The Old Drift is a 2019 historical fiction and Science fiction novel by Zambian author Namwali Serpell. Set in Rhodesia/Zambia, it is Serpell's debut novel and follows the lives of three interwoven families in three generations. It won the 2020 Anisfield-Wolf Book Award as well as the Arthur C. Clarke Award

Plot 
The novel is a saga that follows three families: one Zambian, one Italian, and one Indian. These families are intertwined by the actions of the novel's first narrator, Percy M. Clark, who is based on a real man from Cambridge, England, who moved to Zambia (then Rhodesia) in the early 20th century as one of Europe's many colonists across the African continent.

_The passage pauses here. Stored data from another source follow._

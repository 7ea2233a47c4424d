//! Repository layer: the store contract used by the engine and its backends.
//!
//! Reads go straight to the backend. Writes are collected in a [`ChangeSet`]
//! and applied by [`CirculationStore::commit`] as a single transaction, so an
//! operation either lands completely or not at all.

pub mod items;
pub mod loans;
pub mod memory;
pub mod patrons;
pub mod reservations;

use async_trait::async_trait;
use chrono::{DateTime, Utc};
use sqlx::{Pool, Postgres};
use uuid::Uuid;

use crate::{
    error::{AppError, AppResult, ErrorCode},
    models::{CatalogItem, CirculationRecord, Reservation},
};

pub use memory::MemoryStore;

/// Write of a catalog item inside a change set
#[derive(Debug, Clone)]
pub enum ItemWrite {
    Insert(CatalogItem),
    /// Stored row must still carry `expected_version`
    Update { item: CatalogItem, expected_version: i64 },
}

/// Insert or update of a row keyed by id
#[derive(Debug, Clone)]
pub enum RowWrite<T> {
    Insert(T),
    Update(T),
}

/// All writes of one engine operation
#[derive(Debug, Clone, Default)]
pub struct ChangeSet {
    pub item: Option<ItemWrite>,
    pub records: Vec<RowWrite<CirculationRecord>>,
    pub reservations: Vec<RowWrite<Reservation>>,
}

impl ChangeSet {
    pub fn insert_item(&mut self, item: &CatalogItem) {
        self.item = Some(ItemWrite::Insert(item.clone()));
    }

    /// Stage the item and bump its version. Call once, after all mutations.
    pub fn update_item(&mut self, item: &mut CatalogItem, now: DateTime<Utc>) {
        let expected_version = item.version;
        item.version += 1;
        item.updated_at = now;
        self.item = Some(ItemWrite::Update {
            item: item.clone(),
            expected_version,
        });
    }

    pub fn insert_record(&mut self, record: &CirculationRecord) {
        self.records.push(RowWrite::Insert(record.clone()));
    }

    pub fn update_record(&mut self, record: &CirculationRecord) {
        self.records.push(RowWrite::Update(record.clone()));
    }

    pub fn insert_reservation(&mut self, reservation: &Reservation) {
        self.reservations.push(RowWrite::Insert(reservation.clone()));
    }

    pub fn update_reservation(&mut self, reservation: &Reservation) {
        self.reservations.push(RowWrite::Update(reservation.clone()));
    }

    pub fn is_empty(&self) -> bool {
        self.item.is_none() && self.records.is_empty() && self.reservations.is_empty()
    }
}

/// Conflict returned when a versioned item write loses a race
pub(crate) fn stale_item(id: Uuid) -> AppError {
    AppError::Conflict(
        ErrorCode::ConcurrentUpdate,
        format!("Catalog item {} was modified concurrently", id),
    )
}

/// Persistence contract of the circulation engine
#[async_trait]
pub trait CirculationStore: Send + Sync {
    /// Cheap round trip proving the store answers
    async fn ping(&self) -> AppResult<()>;

    /// Item by id, including retired ones
    async fn get_item(&self, id: Uuid) -> AppResult<CatalogItem>;

    async fn list_items(&self) -> AppResult<Vec<CatalogItem>>;

    async fn get_record(&self, id: Uuid) -> AppResult<CirculationRecord>;

    async fn get_reservation(&self, id: Uuid) -> AppResult<Reservation>;

    /// Open (ISSUED/EXTENDED) loan for the pair, if any
    async fn open_record_for(&self, item_id: Uuid, patron_id: Uuid) -> AppResult<Option<CirculationRecord>>;

    /// ACTIVE reservation for the pair, if any
    async fn active_reservation_for(&self, item_id: Uuid, patron_id: Uuid) -> AppResult<Option<Reservation>>;

    /// ACTIVE reservations of an item in serving order
    async fn active_reservations_by_item(&self, item_id: Uuid) -> AppResult<Vec<Reservation>>;

    /// ACTIVE reservations with `expiry_date < now`
    async fn expired_reservations(&self, now: DateTime<Utc>) -> AppResult<Vec<Reservation>>;

    async fn open_records_by_item(&self, item_id: Uuid) -> AppResult<Vec<CirculationRecord>>;

    async fn records_by_patron(&self, patron_id: Uuid) -> AppResult<Vec<CirculationRecord>>;

    async fn reservations_by_patron(&self, patron_id: Uuid) -> AppResult<Vec<Reservation>>;

    /// Open loans with `due_date < now`
    async fn overdue_records(&self, now: DateTime<Utc>) -> AppResult<Vec<CirculationRecord>>;

    /// Apply every write of the change set atomically
    async fn commit(&self, changes: ChangeSet) -> AppResult<()>;
}

/// PostgreSQL-backed store holding the connection pool
#[derive(Clone)]
pub struct Repository {
    pub pool: Pool<Postgres>,
    pub items: items::ItemsRepository,
    pub loans: loans::LoansRepository,
    pub reservations: reservations::ReservationsRepository,
}

impl Repository {
    /// Create a new repository with the given database pool
    pub fn new(pool: Pool<Postgres>) -> Self {
        Self {
            items: items::ItemsRepository::new(pool.clone()),
            loans: loans::LoansRepository::new(pool.clone()),
            reservations: reservations::ReservationsRepository::new(pool.clone()),
            pool,
        }
    }
}

#[async_trait]
impl CirculationStore for Repository {
    async fn ping(&self) -> AppResult<()> {
        sqlx::query("SELECT 1").execute(&self.pool).await?;
        Ok(())
    }

    async fn get_item(&self, id: Uuid) -> AppResult<CatalogItem> {
        self.items.get_by_id(id).await
    }

    async fn list_items(&self) -> AppResult<Vec<CatalogItem>> {
        self.items.list().await
    }

    async fn get_record(&self, id: Uuid) -> AppResult<CirculationRecord> {
        self.loans.get_by_id(id).await
    }

    async fn get_reservation(&self, id: Uuid) -> AppResult<Reservation> {
        self.reservations.get_by_id(id).await
    }

    async fn open_record_for(&self, item_id: Uuid, patron_id: Uuid) -> AppResult<Option<CirculationRecord>> {
        self.loans.open_for(item_id, patron_id).await
    }

    async fn active_reservation_for(&self, item_id: Uuid, patron_id: Uuid) -> AppResult<Option<Reservation>> {
        self.reservations.active_for(item_id, patron_id).await
    }

    async fn active_reservations_by_item(&self, item_id: Uuid) -> AppResult<Vec<Reservation>> {
        self.reservations.active_by_item(item_id).await
    }

    async fn expired_reservations(&self, now: DateTime<Utc>) -> AppResult<Vec<Reservation>> {
        self.reservations.expired(now).await
    }

    async fn open_records_by_item(&self, item_id: Uuid) -> AppResult<Vec<CirculationRecord>> {
        self.loans.open_by_item(item_id).await
    }

    async fn records_by_patron(&self, patron_id: Uuid) -> AppResult<Vec<CirculationRecord>> {
        self.loans.by_patron(patron_id).await
    }

    async fn reservations_by_patron(&self, patron_id: Uuid) -> AppResult<Vec<Reservation>> {
        self.reservations.by_patron(patron_id).await
    }

    async fn overdue_records(&self, now: DateTime<Utc>) -> AppResult<Vec<CirculationRecord>> {
        self.loans.overdue(now).await
    }

    async fn commit(&self, changes: ChangeSet) -> AppResult<()> {
        if changes.is_empty() {
            return Ok(());
        }

        // Dropping the transaction on an early return rolls it back
        let mut tx = self.pool.begin().await?;

        match &changes.item {
            Some(ItemWrite::Insert(item)) => items::ItemsRepository::insert(&mut tx, item).await?,
            Some(ItemWrite::Update { item, expected_version }) => {
                items::ItemsRepository::update_versioned(&mut tx, item, *expected_version).await?
            }
            None => {}
        }

        for write in &changes.records {
            match write {
                RowWrite::Insert(record) => loans::LoansRepository::insert(&mut tx, record).await?,
                RowWrite::Update(record) => loans::LoansRepository::update(&mut tx, record).await?,
            }
        }

        for write in &changes.reservations {
            match write {
                RowWrite::Insert(reservation) => {
                    reservations::ReservationsRepository::insert(&mut tx, reservation).await?
                }
                RowWrite::Update(reservation) => {
                    reservations::ReservationsRepository::update(&mut tx, reservation).await?
                }
            }
        }

        tx.commit().await?;
        Ok(())
    }
}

In the novel's first chapter, Percy details some of his encounters as an early settler in The Old Drift, a settlement near Victoria Falls. He details the settlement's changing name, its growing population, and his racist views of the native Zambians. On one such occasion, Percy's actions at a bar one night cause a young girl to strike a young Zambian boy so hard that "he became an imbecile, forever smiling at the daisies," as Percy says. This Zambian boy reappears when Percy accidentally shoots him one day, and later learns that his name is N'gulubu. This series of events is the cause behind the intertwining of the families, which is slowly revealed through the rest of the novel as Serpell details the lives of the family members on the family tree: the Grandmothers (Sibilla, Agnes, and Matha), the Mothers (Sylvia, Isabella, and Thandiwe), and their Children (Joseph, Jacob, and Naila).

Reception 
The book received positive reviews from critics. Reviewing it in The Guardian, Nadifa Mohamed wrote: "Namwali Serpell’s first novel is a rambunctious epic that traces the intertwined histories of three families over three generations. …Serpell is an ambitious and talented writer, with the chutzpah to work on a huge canvas." The Observer's review concluded, "By the end, set in a near future involving a new digital device embedded in the user’s skin, we realise how slyly Serpell is testing our assumptions, before a cunning last-minute swerve forces us to question why we don’t consider science fiction a viable mode for the great African novel."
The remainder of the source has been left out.